Friday, August 9, 2013

<i>We're the Millers</i> and the Many Faces of Jason Sudeikis

Posted By on Fri, Aug 9, 2013 at 2:25 PM

Page 5 of 5

Lovelace movie Amanda Seyfried
I Give It a Year, In a World, and Lovelace: For some reason, indie movie companies waited until August to really unleash their wares, creating another closeout vibe, even when many releases from the next few weeks were acclaimed at Sundance earlier this year rather than movies created explicitly to sell eyeball-dotted toy planes. I'm pretty sure at least some of these movies—maybe all three?—are available On Demand; even the On Demandplex is going to look pretty crowded by the end of the month. Ain't Them Bodies Saints, Austenland, Drinking Buddies, Short Term 12, Afternoon Delight, The Lifeguard, and Passion are among the indie movies spilling out onto various screens by month's end; I think only two of these movies costar Juno Temple, but it seems like way more.

I wanted to see all of this weekend's big indies, but only had time for Avalanche and Lovelace, a sorta-biopic of the Deep Throat star, which features some diverting period recreations and a lovely, empathetic performance from Amanda Seyfried (and an appropriately creepy one from Peter Sarsgaard as the man who, according to the movie, all but sold Linda Lovelace into sex slavery). But the movie doesn't take a particularly complex view of its heroine-slash-mostly-victim; apart from telling the story of her rise to stardom and then circling back to fill in some seedier details involving Sargaard's character, it doesn't have much to say except "poor Linda Lovelace. She really had it pretty rough." I don't doubt it, but the film seems intended for an era when Lovelace would need this kind defending—and as such, winds up appearing both cavalier toward anyone in the porn industry not played by Sarsgaard and in blind agreement with Lovelace's assertion, later in life, that Deep Throat was basically hell. Seyfried and the rest of the cast bring human interest to a story that, by design, doesn't look any further past the surface than it finds convenient.
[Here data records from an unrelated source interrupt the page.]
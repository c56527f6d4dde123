//! Lloyd-style k-means over histogram feature vectors.
//!
//! The engine is written once against [`crate::Metric`]; Euclidean and
//! transport clustering share every line of it.
//!
//! ## Core Types
//!
//! - [`Params`] — iteration limit, tolerance, restarts, seed, [`Initialization`]
//! - [`RunResult`] — centroids, labels, inertia, convergence and degeneracy
//! - [`Assignment`] — labels against premade centroids
//!
//! ## Operations
//!
//! - [`cluster`] — best of `n_init` seeded Lloyd runs
//! - [`assign`] — nearest-centroid labelling without moving centroids
mod absorb;
mod assign;
mod lloyd;
mod params;
mod run;

#[cfg(test)]
pub(crate) mod fixtures;

pub use absorb::*;
pub use assign::*;
pub use lloyd::*;
pub use params::*;
pub use run::*;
I Give It a Year and In a World both look like exactly the type of human-scale stories studios recoil from making, even when the subject matter isn't the least bit controversial: I Give It a Year is a post-marriage romantic comedy while In a World basically looks like a comedy about a single career girl (Lake Bell, who also wrote and directed). But when a broad comedy like The Do List can't get multiplex traction, it's depressingly understandable why these movies would make themselves available to discerning stay-at-home audiences.